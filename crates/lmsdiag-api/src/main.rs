//! Binary entrypoint for the LMS diagnostics sidecar.
use lmsdiag_api::{run, DEFAULT_ADDR};
use lmsdiag_engine::{logging, AnalysisOptions};

#[tokio::main]
async fn main() -> anyhow::Result<()> {
    logging::init("info");

    // LMSDIAG_CONFIG names an optional YAML options file
    let options = AnalysisOptions::from_env()?;
    // Listen address can be overridden with LMSDIAG_ADDR
    let addr = std::env::var("LMSDIAG_ADDR").unwrap_or_else(|_| DEFAULT_ADDR.to_string());
    run(&addr, options).await
}
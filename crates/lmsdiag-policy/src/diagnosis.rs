//! Diagnosis types produced by the rule chain

use lmsdiag_har::{OversizedResponse, ThirdPartyScript};
use serde::{Deserialize, Serialize};
use std::fmt;

/// Single classified cause of a broken session
#[derive(Debug, Clone, Copy, PartialEq, Eq, Hash, Serialize, Deserialize)]
#[serde(rename_all = "snake_case")]
pub enum RootCause {
    BackendServiceAuthFailure,
    AuthenticationFailure,
    ClientSideCrash,
    OauthIncomplete,
    SessionCookieMissing,
}

impl RootCause {
    pub fn as_str(&self) -> &'static str {
        match self {
            RootCause::BackendServiceAuthFailure => "backend_service_auth_failure",
            RootCause::AuthenticationFailure => "authentication_failure",
            RootCause::ClientSideCrash => "client_side_crash",
            RootCause::OauthIncomplete => "oauth_incomplete",
            RootCause::SessionCookieMissing => "session_cookie_missing",
        }
    }
}

impl fmt::Display for RootCause {
    fn fmt(&self, f: &mut fmt::Formatter<'_>) -> fmt::Result {
        f.write_str(self.as_str())
    }
}

/// Diagnosis severity, ordered from least to most severe
#[derive(Debug, Clone, Copy, PartialEq, Eq, PartialOrd, Ord, Hash, Default, Serialize, Deserialize)]
#[serde(rename_all = "lowercase")]
pub enum DiagnosisSeverity {
    #[default]
    Info,
    Warning,
    Critical,
}

impl fmt::Display for DiagnosisSeverity {
    fn fmt(&self, f: &mut fmt::Formatter<'_>) -> fmt::Result {
        match self {
            DiagnosisSeverity::Info => write!(f, "info"),
            DiagnosisSeverity::Warning => write!(f, "warning"),
            DiagnosisSeverity::Critical => write!(f, "critical"),
        }
    }
}

/// Samples collected when the network looks healthy
#[derive(Debug, Clone, Default, PartialEq, Serialize, Deserialize)]
#[serde(rename_all = "camelCase")]
pub struct CrashEvidence {
    pub oversized_responses: Vec<OversizedResponse>,
    pub third_party_scripts: Vec<ThirdPartyScript>,
}

#[derive(Debug, Clone, Default, PartialEq, Serialize, Deserialize)]
#[serde(rename_all = "camelCase")]
pub struct Diagnosis {
    pub is_incomplete: bool,
    pub severity: DiagnosisSeverity,
    pub root_cause: Option<RootCause>,
    pub reasons: Vec<String>,
    pub recommendations: Vec<String>,

    /// Ids of the rules that fired, in evaluation order
    pub matched_rules: Vec<String>,

    #[serde(skip_serializing_if = "Option::is_none")]
    pub evidence: Option<CrashEvidence>,
}

impl Diagnosis {
    /// Raise severity; never lowers it
    pub fn escalate(&mut self, severity: DiagnosisSeverity) {
        self.severity = self.severity.max(severity);
    }

    pub fn reason(&mut self, reason: impl Into<String>) {
        self.reasons.push(reason.into());
    }

    pub fn recommend(&mut self, recommendation: impl Into<String>) {
        let recommendation = recommendation.into();
        if !self.recommendations.contains(&recommendation) {
            self.recommendations.push(recommendation);
        }
    }
}
//! Shape-tolerant tree used by every parser.
//!
//! Markup and JSON documents are both lowered into `Node` so the extractors
//! can walk them with one set of accessors. Elements that may repeat are
//! stored as `List` even when a single instance is present (see the
//! always-plural handling in the assessment parser), and `items()` lets
//! callers iterate a value without caring whether it is a list.

use serde::{Deserialize, Serialize};
use std::collections::BTreeMap;

/// Key under which element text is stored when an element also has
/// attributes or children.
pub const TEXT_KEY: &str = "#text";

/// Prefix for attribute keys inside a `Map`.
pub const ATTR_PREFIX: char = '@';

#[derive(Debug, Clone, PartialEq, Serialize, Deserialize)]
#[serde(untagged)]
pub enum Node {
    Leaf(String),
    List(Vec<Node>),
    Map(BTreeMap<String, Node>),
}

impl Node {
    /// Empty map node.
    pub fn map() -> Self {
        Node::Map(BTreeMap::new())
    }

    /// Look up a key on a map node. Lists and leaves have no keys.
    pub fn get(&self, key: &str) -> Option<&Node> {
        match self {
            Node::Map(m) => m.get(key),
            _ => None,
        }
    }

    /// View this node as a sequence: the items of a list, or the node itself.
    pub fn items(&self) -> &[Node] {
        match self {
            Node::List(items) => items,
            other => std::slice::from_ref(other),
        }
    }

    /// All values stored under `key`, flattened to a slice.
    pub fn children(&self, key: &str) -> &[Node] {
        self.get(key).map(Node::items).unwrap_or(&[])
    }

    /// First value stored under `key`.
    pub fn first(&self, key: &str) -> Option<&Node> {
        self.children(key).first()
    }

    /// Follow a chain of keys, taking the first item at every step.
    pub fn path(&self, keys: &[&str]) -> Option<&Node> {
        keys.iter().try_fold(self, |node, key| node.first(key))
    }

    /// Text content of a leaf, or the `#text` entry of a map.
    pub fn text(&self) -> Option<&str> {
        match self {
            Node::Leaf(s) => Some(s.as_str()),
            Node::Map(m) => m.get(TEXT_KEY).and_then(Node::text),
            Node::List(items) => items.first().and_then(Node::text),
        }
    }

    /// Every text leaf in this subtree, trimmed and joined by single
    /// spaces. Attribute values are skipped.
    pub fn text_content(&self) -> String {
        let mut parts = Vec::new();
        self.collect_text(&mut parts);
        parts.join(" ")
    }

    fn collect_text<'a>(&'a self, out: &mut Vec<&'a str>) {
        match self {
            Node::Leaf(s) => {
                let s = s.trim();
                if !s.is_empty() {
                    out.push(s);
                }
            }
            Node::List(items) => items.iter().for_each(|n| n.collect_text(out)),
            Node::Map(m) => {
                for (k, v) in m {
                    if !k.starts_with(ATTR_PREFIX) {
                        v.collect_text(out);
                    }
                }
            }
        }
    }

    /// Attribute value stored as `@name`.
    pub fn attr(&self, name: &str) -> Option<&str> {
        match self {
            Node::Map(m) => m.get(&format!("{ATTR_PREFIX}{name}")).and_then(Node::text),
            _ => None,
        }
    }

    /// Numeric value of a leaf (or `#text`), if it parses.
    pub fn as_f64(&self) -> Option<f64> {
        self.text().and_then(|s| s.trim().parse::<f64>().ok())
    }

    pub fn is_map(&self) -> bool {
        matches!(self, Node::Map(_))
    }

    /// True if any map anywhere in this subtree has one of `keys`.
    pub fn contains_key(&self, keys: &[&str]) -> bool {
        match self {
            Node::Leaf(_) => false,
            Node::List(items) => items.iter().any(|n| n.contains_key(keys)),
            Node::Map(m) => {
                keys.iter().any(|k| m.contains_key(*k))
                    || m.values().any(|n| n.contains_key(keys))
            }
        }
    }

    /// True if any leaf in this subtree satisfies `pred`.
    pub fn any_leaf(&self, pred: &dyn Fn(&str) -> bool) -> bool {
        match self {
            Node::Leaf(s) => pred(s),
            Node::List(items) => items.iter().any(|n| n.any_leaf(pred)),
            Node::Map(m) => m.values().any(|n| n.any_leaf(pred)),
        }
    }

    /// Every value stored under `key` at any depth, in document order of
    /// the map keys. Does not descend into the matched values themselves.
    pub fn find_all<'a>(&'a self, key: &str) -> Vec<&'a Node> {
        let mut out = Vec::new();
        self.collect_key(key, &mut out);
        out
    }

    fn collect_key<'a>(&'a self, key: &str, out: &mut Vec<&'a Node>) {
        match self {
            Node::Leaf(_) => {}
            Node::List(items) => items.iter().for_each(|n| n.collect_key(key, out)),
            Node::Map(m) => {
                for (k, v) in m {
                    if k == key {
                        out.extend(v.items());
                    } else {
                        v.collect_key(key, out);
                    }
                }
            }
        }
    }
}

impl From<&serde_json::Value> for Node {
    fn from(value: &serde_json::Value) -> Self {
        use serde_json::Value;
        match value {
            Value::Null => Node::Leaf(String::new()),
            Value::Bool(b) => Node::Leaf(b.to_string()),
            Value::Number(n) => Node::Leaf(n.to_string()),
            Value::String(s) => Node::Leaf(s.clone()),
            Value::Array(items) => Node::List(items.iter().map(Node::from).collect()),
            Value::Object(map) => Node::Map(
                map.iter().map(|(k, v)| (k.clone(), Node::from(v))).collect(),
            ),
        }
    }
}

#[cfg(test)]
mod tests {
    use super::*;
    use serde_json::json;

    #[test]
    fn test_items_treats_single_value_as_sequence() {
        let node = Node::from(&json!({"a": {"b": "1"}, "c": [{"b": "2"}, {"b": "3"}]}));
        assert_eq!(node.children("a").len(), 1);
        assert_eq!(node.children("c").len(), 2);
        assert!(node.children("missing").is_empty());
    }

    #[test]
    fn test_path_and_numbers() {
        let node = Node::from(&json!({"log": {"entries": [{"response": {"status": 404}}]}}));
        let status = node.path(&["log", "entries", "response", "status"]).and_then(Node::as_f64);
        assert_eq!(status, Some(404.0));
    }

    #[test]
    fn test_attr_and_text() {
        let mut m = BTreeMap::new();
        m.insert("@ident".to_string(), Node::Leaf("q1".into()));
        m.insert(TEXT_KEY.to_string(), Node::Leaf("hello".into()));
        let node = Node::Map(m);
        assert_eq!(node.attr("ident"), Some("q1"));
        assert_eq!(node.text(), Some("hello"));
    }

    #[test]
    fn test_text_content_joins_nested_leaves() {
        let node = Node::from(&json!({
            "@identifier": "A",
            "p": [{"b": "True"}]
        }));
        assert_eq!(node.text(), None);
        assert_eq!(node.text_content(), "True");
        assert_eq!(Node::Leaf("  plain ".into()).text_content(), "plain");
    }

    #[test]
    fn test_find_all_and_contains_key() {
        let node = Node::from(&json!({
            "section": [{"item": [{"id": "1"}], "section": {"item": {"id": "2"}}}]
        }));
        assert_eq!(node.find_all("item").len(), 2);
        assert!(node.contains_key(&["id"]));
        assert!(!node.contains_key(&["feedback"]));
    }
}
//! Assessment package analysis
//!
//! Parses IMS QTI documents (1.2 and 2.x), extracts questions, validates
//! structure and cross-references media against a container inventory.
//!
//! # Example
//!
//! ```ignore
//! use lmsdiag_qti::{analyze_document, parser};
//!
//! let doc = parser::parse(std::fs::read_to_string("quiz.xml")?);
//! let analysis = analyze_document(&doc, None);
//! println!("{} questions", analysis.questions.len());
//! ```

pub mod entities;
pub mod media;
pub mod package;
pub mod parser;
pub mod question_type;
pub mod validator;

pub use entities::{extract_questions, Question};
pub use media::{resolve_references, ContainerInventory, MediaReference, Resolution, SourceKind};
pub use package::{extract, ContainerManifest, ExtractedPackage, FailedFile, MemberDocument};
pub use question_type::QuestionType;
pub use validator::{validate, ValidationResult};

use lmsdiag_core::{DiagError, FormatVersion, ParseIssue, ParsedDocument, Result};
use serde::{Deserialize, Serialize};
use std::collections::HashSet;
use tracing::{debug, info};

/// Everything learned from one assessment document.
#[derive(Debug, Clone, Serialize, Deserialize)]
#[serde(rename_all = "camelCase")]
pub struct DocumentAnalysis {
    #[serde(skip_serializing_if = "Option::is_none")]
    pub path: Option<String>,
    pub format_version: FormatVersion,
    pub well_formed: bool,
    pub parse_errors: Vec<ParseIssue>,
    pub validation: ValidationResult,
    pub questions: Vec<Question>,
    pub references: Vec<MediaReference>,
}

/// Merged analysis of every usable document in a container.
#[derive(Debug, Clone, Serialize, Deserialize)]
#[serde(rename_all = "camelCase")]
pub struct PackageAnalysis {
    /// Format of the first usable document
    pub format_version: FormatVersion,
    pub documents: Vec<DocumentAnalysis>,
    pub questions: Vec<Question>,
    pub references: Vec<MediaReference>,
    pub validation: ValidationResult,
    pub failed_files: Vec<FailedFile>,
    pub manifest: ContainerManifest,
}

/// Run extraction, validation and media resolution over one parsed document.
pub fn analyze_document(doc: &ParsedDocument, inventory: Option<&ContainerInventory>) -> DocumentAnalysis {
    let questions = extract_questions(doc);
    let references = resolve_references(doc, inventory);
    let validation = validate(doc);
    debug!(
        path = doc.path.as_deref().unwrap_or("-"),
        version = %doc.format_version,
        questions = questions.len(),
        references = references.len(),
        "document analyzed"
    );
    DocumentAnalysis {
        path: doc.path.clone(),
        format_version: doc.format_version,
        well_formed: doc.well_formed,
        parse_errors: doc.parse_errors.clone(),
        validation,
        questions,
        references,
    }
}

/// Parse and analyze one container member. A member that is not
/// well-formed becomes a failed file rather than a partial analysis.
pub fn analyze_member(
    member: &MemberDocument,
    inventory: &ContainerInventory,
) -> std::result::Result<DocumentAnalysis, FailedFile> {
    let doc = parser::parse(member.text.clone()).with_path(member.path.clone());
    if !doc.well_formed {
        let error = doc
            .parse_errors
            .first()
            .map(|e| match &e.location {
                Some(loc) => format!("{} at {loc}", e.message),
                None => e.message.clone(),
            })
            .unwrap_or_else(|| "not well-formed".to_string());
        return Err(FailedFile {
            path: member.path.clone(),
            error,
        });
    }
    Ok(analyze_document(&doc, Some(inventory)))
}

/// Inventory built from an extracted container's manifest and listing.
pub fn inventory_for(package: &ExtractedPackage) -> ContainerInventory {
    ContainerInventory::new(
        &package.manifest.declared_member_paths,
        &package.manifest.physical_member_paths,
    )
}

/// Combine per-member results, in member order. Fails when nothing in the
/// container was usable.
pub fn merge_members(
    package: &ExtractedPackage,
    results: Vec<std::result::Result<DocumentAnalysis, FailedFile>>,
) -> Result<PackageAnalysis> {
    if package.member_documents.is_empty() {
        return Err(DiagError::NoUsableContent(
            "container holds no assessment documents".to_string(),
        ));
    }

    let mut documents = Vec::new();
    let mut failed_files = package.unreadable.clone();
    for result in results {
        match result {
            Ok(analysis) => documents.push(analysis),
            Err(failed) => failed_files.push(failed),
        }
    }
    if documents.is_empty() {
        return Err(DiagError::NoUsableContent(format!(
            "all {} assessment documents failed to parse",
            package.member_documents.len()
        )));
    }

    // A reference to an item file that was itself analyzed would count the
    // same question twice
    let analyzed: HashSet<String> = documents
        .iter()
        .filter_map(|d| d.path.as_deref().map(media::lookup_key))
        .collect();
    let format_version = documents[0].format_version;
    let questions = documents
        .iter()
        .flat_map(|d| d.questions.iter())
        .filter(|q| {
            q.question_type != QuestionType::ReferencedItem
                || !q.item_ref.as_ref().is_some_and(|r| analyzed.contains(r))
        })
        .cloned()
        .collect();
    let references = media::merge_references(documents.iter().map(|d| d.references.clone()));

    let mut validation = ValidationResult {
        valid: true,
        ..Default::default()
    };
    for doc in &documents {
        let label = doc.path.as_deref().unwrap_or("document");
        validation
            .errors
            .extend(doc.validation.errors.iter().map(|e| format!("{label}: {e}")));
        validation
            .warnings
            .extend(doc.validation.warnings.iter().map(|w| format!("{label}: {w}")));
    }
    validation.valid = validation.errors.is_empty();

    info!(
        documents = documents.len(),
        failed = failed_files.len(),
        "package analyzed"
    );
    Ok(PackageAnalysis {
        format_version,
        documents,
        questions,
        references,
        validation,
        failed_files,
        manifest: package.manifest.clone(),
    })
}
────────────────────────────────────────
Instructions for the task:
Show all lines in the entries above where the word "BTreeMap" appears.

Reply:
use std::collections::BTreeMap;
    Map(BTreeMap<String, Node>),
        Node::Map(BTreeMap::new())
        let mut m = BTreeMap::new();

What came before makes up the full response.